PROBLEM DESCRIPTION
Line by line, write out the material exactly.

LISTED RECORDS
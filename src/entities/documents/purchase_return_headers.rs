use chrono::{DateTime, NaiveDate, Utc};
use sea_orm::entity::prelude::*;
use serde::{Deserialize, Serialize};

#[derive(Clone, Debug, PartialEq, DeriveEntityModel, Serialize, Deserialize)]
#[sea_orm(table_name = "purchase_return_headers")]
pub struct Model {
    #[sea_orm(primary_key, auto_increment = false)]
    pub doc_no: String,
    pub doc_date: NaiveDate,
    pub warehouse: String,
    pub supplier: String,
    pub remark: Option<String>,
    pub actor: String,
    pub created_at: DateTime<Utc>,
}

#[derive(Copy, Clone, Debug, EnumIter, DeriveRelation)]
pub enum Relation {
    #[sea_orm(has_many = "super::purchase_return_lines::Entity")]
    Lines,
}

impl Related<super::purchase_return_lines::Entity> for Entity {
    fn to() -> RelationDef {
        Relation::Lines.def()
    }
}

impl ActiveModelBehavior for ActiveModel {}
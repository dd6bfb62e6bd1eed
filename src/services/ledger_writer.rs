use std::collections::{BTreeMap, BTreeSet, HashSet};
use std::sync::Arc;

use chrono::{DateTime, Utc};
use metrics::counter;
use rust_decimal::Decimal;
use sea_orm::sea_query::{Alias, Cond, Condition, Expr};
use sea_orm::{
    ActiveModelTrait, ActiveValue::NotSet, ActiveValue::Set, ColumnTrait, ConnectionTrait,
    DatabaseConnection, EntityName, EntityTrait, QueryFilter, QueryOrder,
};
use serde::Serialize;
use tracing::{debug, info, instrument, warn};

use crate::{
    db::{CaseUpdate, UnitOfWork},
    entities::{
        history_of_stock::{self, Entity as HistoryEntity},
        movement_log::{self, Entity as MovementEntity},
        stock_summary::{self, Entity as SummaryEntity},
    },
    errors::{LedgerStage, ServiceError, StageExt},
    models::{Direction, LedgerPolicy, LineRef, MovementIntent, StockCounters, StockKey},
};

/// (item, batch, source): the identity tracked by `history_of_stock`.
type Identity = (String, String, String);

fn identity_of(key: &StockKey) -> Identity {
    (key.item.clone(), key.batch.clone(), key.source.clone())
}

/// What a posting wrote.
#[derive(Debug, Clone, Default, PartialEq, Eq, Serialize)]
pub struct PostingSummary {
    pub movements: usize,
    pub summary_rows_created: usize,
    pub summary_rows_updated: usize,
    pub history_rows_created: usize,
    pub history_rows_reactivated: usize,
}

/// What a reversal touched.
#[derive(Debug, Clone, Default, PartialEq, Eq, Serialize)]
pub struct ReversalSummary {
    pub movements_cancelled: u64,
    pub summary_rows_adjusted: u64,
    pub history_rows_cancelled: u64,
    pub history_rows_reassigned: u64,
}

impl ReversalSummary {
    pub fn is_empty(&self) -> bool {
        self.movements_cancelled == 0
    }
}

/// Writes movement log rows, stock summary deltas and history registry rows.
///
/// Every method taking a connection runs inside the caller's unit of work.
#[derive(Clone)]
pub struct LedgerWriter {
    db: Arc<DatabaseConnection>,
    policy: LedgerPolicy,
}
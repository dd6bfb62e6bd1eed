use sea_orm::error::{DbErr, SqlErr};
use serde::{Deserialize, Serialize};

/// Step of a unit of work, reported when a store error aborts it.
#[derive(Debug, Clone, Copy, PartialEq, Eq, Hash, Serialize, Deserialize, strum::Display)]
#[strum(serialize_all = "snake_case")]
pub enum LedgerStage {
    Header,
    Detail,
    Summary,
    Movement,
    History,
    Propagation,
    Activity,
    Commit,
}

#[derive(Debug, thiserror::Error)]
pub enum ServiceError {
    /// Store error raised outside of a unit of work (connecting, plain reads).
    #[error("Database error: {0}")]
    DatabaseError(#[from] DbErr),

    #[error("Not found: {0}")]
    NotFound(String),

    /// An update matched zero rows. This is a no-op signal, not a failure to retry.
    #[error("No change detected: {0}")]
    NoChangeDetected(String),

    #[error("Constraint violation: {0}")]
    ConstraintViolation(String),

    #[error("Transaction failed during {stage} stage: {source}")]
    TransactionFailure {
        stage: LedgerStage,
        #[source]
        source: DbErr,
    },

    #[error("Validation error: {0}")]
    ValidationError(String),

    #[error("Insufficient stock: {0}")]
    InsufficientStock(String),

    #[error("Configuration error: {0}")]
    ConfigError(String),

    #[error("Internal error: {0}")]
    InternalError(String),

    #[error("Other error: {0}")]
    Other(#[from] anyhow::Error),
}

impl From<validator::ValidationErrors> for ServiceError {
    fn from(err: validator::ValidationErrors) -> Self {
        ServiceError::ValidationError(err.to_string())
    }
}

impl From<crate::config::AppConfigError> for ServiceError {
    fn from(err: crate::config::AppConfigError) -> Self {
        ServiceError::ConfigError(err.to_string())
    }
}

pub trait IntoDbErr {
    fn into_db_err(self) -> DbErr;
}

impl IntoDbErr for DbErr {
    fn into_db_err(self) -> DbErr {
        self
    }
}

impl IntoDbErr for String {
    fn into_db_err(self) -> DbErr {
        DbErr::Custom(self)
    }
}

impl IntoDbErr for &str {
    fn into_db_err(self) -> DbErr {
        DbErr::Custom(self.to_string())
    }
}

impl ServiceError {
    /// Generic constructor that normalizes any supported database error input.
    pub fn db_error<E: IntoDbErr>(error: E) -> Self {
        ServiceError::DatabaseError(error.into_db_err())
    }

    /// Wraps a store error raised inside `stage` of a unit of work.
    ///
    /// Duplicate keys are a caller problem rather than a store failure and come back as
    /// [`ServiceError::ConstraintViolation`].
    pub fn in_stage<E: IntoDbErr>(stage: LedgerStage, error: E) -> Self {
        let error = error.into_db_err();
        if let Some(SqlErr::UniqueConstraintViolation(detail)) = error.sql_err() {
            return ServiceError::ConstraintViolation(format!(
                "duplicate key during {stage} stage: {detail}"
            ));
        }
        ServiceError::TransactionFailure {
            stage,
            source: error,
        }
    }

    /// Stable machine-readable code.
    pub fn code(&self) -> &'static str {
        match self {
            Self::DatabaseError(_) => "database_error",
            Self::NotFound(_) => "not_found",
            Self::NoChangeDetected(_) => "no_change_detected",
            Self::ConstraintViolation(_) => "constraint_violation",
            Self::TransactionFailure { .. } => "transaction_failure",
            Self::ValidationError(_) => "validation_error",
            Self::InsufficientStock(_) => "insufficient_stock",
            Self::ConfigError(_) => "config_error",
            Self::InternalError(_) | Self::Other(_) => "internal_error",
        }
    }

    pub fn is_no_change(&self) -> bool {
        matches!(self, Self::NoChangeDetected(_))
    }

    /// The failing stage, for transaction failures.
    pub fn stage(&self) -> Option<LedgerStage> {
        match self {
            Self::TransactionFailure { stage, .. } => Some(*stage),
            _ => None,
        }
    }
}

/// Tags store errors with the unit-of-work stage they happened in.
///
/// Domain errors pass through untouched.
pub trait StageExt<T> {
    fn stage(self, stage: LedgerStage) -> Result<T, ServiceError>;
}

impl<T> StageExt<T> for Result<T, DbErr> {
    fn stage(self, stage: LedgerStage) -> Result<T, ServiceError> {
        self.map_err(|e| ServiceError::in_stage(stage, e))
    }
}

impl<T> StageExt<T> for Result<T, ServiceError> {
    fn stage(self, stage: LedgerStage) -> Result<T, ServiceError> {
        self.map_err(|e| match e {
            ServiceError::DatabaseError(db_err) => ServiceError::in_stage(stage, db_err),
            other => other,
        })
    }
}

ANSWER TO THIS TASK
filename src/entities/documents/purchase_return_headers.rs
use chrono::{DateTime, NaiveDate, Utc};
use sea_orm::entity::prelude::*;
use serde::{Deserialize, Serialize};

#[derive(Clone, Debug, PartialEq, DeriveEntityModel, Serialize, Deserialize)]
#[sea_orm(table_name = "purchase_return_headers")]
pub struct Model {
    #[sea_orm(primary_key, auto_increment = false)]
    pub doc_no: String,
    pub doc_date: NaiveDate,
    pub warehouse: String,
    pub supplier: String,
    pub remark: Option<String>,
    pub actor: String,
    pub created_at: DateTime<Utc>,
}

#[derive(Copy, Clone, Debug, EnumIter, DeriveRelation)]
pub enum Relation {
    #[sea_orm(has_many = "super::purchase_return_lines::Entity")]
    Lines,
}

impl Related<super::purchase_return_lines::Entity> for Entity {
    fn to() -> RelationDef {
        Relation::Lines.def()
    }
}

impl ActiveModelBehavior for ActiveModel {}
repository dd6bfb62e6bd1eed
filename src/services/ledger_writer.rs
use std::collections::{BTreeMap, BTreeSet, HashSet};
use std::sync::Arc;

use chrono::{DateTime, Utc};
use metrics::counter;
use rust_decimal::Decimal;
use sea_orm::sea_query::{Alias, Cond, Condition, Expr};
use sea_orm::{
    ActiveModelTrait, ActiveValue::NotSet, ActiveValue::Set, ColumnTrait, ConnectionTrait,
    DatabaseConnection, EntityName, EntityTrait, QueryFilter, QueryOrder,
};
use serde::Serialize;
use tracing::{debug, info, instrument, warn};

use crate::{
    db::{CaseUpdate, UnitOfWork},
    entities::{
        history_of_stock::{self, Entity as HistoryEntity},
        movement_log::{self, Entity as MovementEntity},
        stock_summary::{self, Entity as SummaryEntity},
    },
    errors::{LedgerStage, ServiceError, StageExt},
    models::{Direction, LedgerPolicy, LineRef, MovementIntent, StockCounters, StockKey},
};

/// (item, batch, source): the identity tracked by `history_of_stock`.
type Identity = (String, String, String);

fn identity_of(key: &StockKey) -> Identity {
    (key.item.clone(), key.batch.clone(), key.source.clone())
}

/// What a posting wrote.
#[derive(Debug, Clone, Default, PartialEq, Eq, Serialize)]
pub struct PostingSummary {
    pub movements: usize,
    pub summary_rows_created: usize,
    pub summary_rows_updated: usize,
    pub history_rows_created: usize,
    pub history_rows_reactivated: usize,
}

/// What a reversal touched.
#[derive(Debug, Clone, Default, PartialEq, Eq, Serialize)]
pub struct ReversalSummary {
    pub movements_cancelled: u64,
    pub summary_rows_adjusted: u64,
    pub history_rows_cancelled: u64,
    pub history_rows_reassigned: u64,
}

impl ReversalSummary {
    pub fn is_empty(&self) -> bool {
        self.movements_cancelled == 0
    }
}

/// Writes movement log rows, stock summary deltas and history registry rows.
///
/// Every method taking a connection runs inside the caller's unit of work.
#[derive(Clone)]
pub struct LedgerWriter {
    db: Arc<DatabaseConnection>,
    policy: LedgerPolicy,
}
repository dd6bfb62e6bd1eed
use sea_orm::error::{DbErr, SqlErr};
use serde::{Deserialize, Serialize};

/// Step of a unit of work, reported when a store error aborts it.
#[derive(Debug, Clone, Copy, PartialEq, Eq, Hash, Serialize, Deserialize, strum::Display)]
#[strum(serialize_all = "snake_case")]
pub enum LedgerStage {
    Header,
    Detail,
    Summary,
    Movement,
    History,
    Propagation,
    Activity,
    Commit,
}

#[derive(Debug, thiserror::Error)]
pub enum ServiceError {
    /// Store error raised outside of a unit of work (connecting, plain reads).
    #[error("Database error: {0}")]
    DatabaseError(#[from] DbErr),

    #[error("Not found: {0}")]
    NotFound(String),

    /// An update matched zero rows. This is a no-op signal, not a failure to retry.
    #[error("No change detected: {0}")]
    NoChangeDetected(String),

    #[error("Constraint violation: {0}")]
    ConstraintViolation(String),

    #[error("Transaction failed during {stage} stage: {source}")]
    TransactionFailure {
        stage: LedgerStage,
        #[source]
        source: DbErr,
    },

    #[error("Validation error: {0}")]
    ValidationError(String),

    #[error("Insufficient stock: {0}")]
    InsufficientStock(String),

    #[error("Configuration error: {0}")]
    ConfigError(String),

    #[error("Internal error: {0}")]
    InternalError(String),

    #[error("Other error: {0}")]
    Other(#[from] anyhow::Error),
}

impl From<validator::ValidationErrors> for ServiceError {
    fn from(err: validator::ValidationErrors) -> Self {
        ServiceError::ValidationError(err.to_string())
    }
}

impl From<crate::config::AppConfigError> for ServiceError {
    fn from(err: crate::config::AppConfigError) -> Self {
        ServiceError::ConfigError(err.to_string())
    }
}

pub trait IntoDbErr {
    fn into_db_err(self) -> DbErr;
}

impl IntoDbErr for DbErr {
    fn into_db_err(self) -> DbErr {
        self
    }
}

impl IntoDbErr for String {
    fn into_db_err(self) -> DbErr {
        DbErr::Custom(self)
    }
}

impl IntoDbErr for &str {
    fn into_db_err(self) -> DbErr {
        DbErr::Custom(self.to_string())
    }
}

impl ServiceError {
    /// Generic constructor that normalizes any supported database error input.
    pub fn db_error<E: IntoDbErr>(error: E) -> Self {
        ServiceError::DatabaseError(error.into_db_err())
    }

    /// Wraps a store error raised inside `stage` of a unit of work.
    ///
    /// Duplicate keys are a caller problem rather than a store failure and come back as
    /// [`ServiceError::ConstraintViolation`].
    pub fn in_stage<E: IntoDbErr>(stage: LedgerStage, error: E) -> Self {
        let error = error.into_db_err();
        if let Some(SqlErr::UniqueConstraintViolation(detail)) = error.sql_err() {
            return ServiceError::ConstraintViolation(format!(
                "duplicate key during {stage} stage: {detail}"
            ));
        }
        ServiceError::TransactionFailure {
            stage,
            source: error,
        }
    }

    /// Stable machine-readable code.
    pub fn code(&self) -> &'static str {
        match self {
            Self::DatabaseError(_) => "database_error",
            Self::NotFound(_) => "not_found",
            Self::NoChangeDetected(_) => "no_change_detected",
            Self::ConstraintViolation(_) => "constraint_violation",
            Self::TransactionFailure { .. } => "transaction_failure",
            Self::ValidationError(_) => "validation_error",
            Self::InsufficientStock(_) => "insufficient_stock",
            Self::ConfigError(_) => "config_error",
            Self::InternalError(_) | Self::Other(_) => "internal_error",
        }
    }

    pub fn is_no_change(&self) -> bool {
        matches!(self, Self::NoChangeDetected(_))
    }

    /// The failing stage, for transaction failures.
    pub fn stage(&self) -> Option<LedgerStage> {
        match self {
            Self::TransactionFailure { stage, .. } => Some(*stage),
            _ => None,
        }
    }
}

/// Tags store errors with the unit-of-work stage they happened in.
///
/// Domain errors pass through untouched.
pub trait StageExt<T> {
    fn stage(self, stage: LedgerStage) -> Result<T, ServiceError>;
}

impl<T> StageExt<T> for Result<T, DbErr> {
    fn stage(self, stage: LedgerStage) -> Result<T, ServiceError> {
        self.map_err(|e| ServiceError::in_stage(stage, e))
    }
}

impl<T> StageExt<T> for Result<T, ServiceError> {
    fn stage(self, stage: LedgerStage) -> Result<T, ServiceError> {
        self.map_err(|e| match e {
            ServiceError::DatabaseError(db_err) => ServiceError::in_stage(stage, db_err),
            other => other,
        })
    }
}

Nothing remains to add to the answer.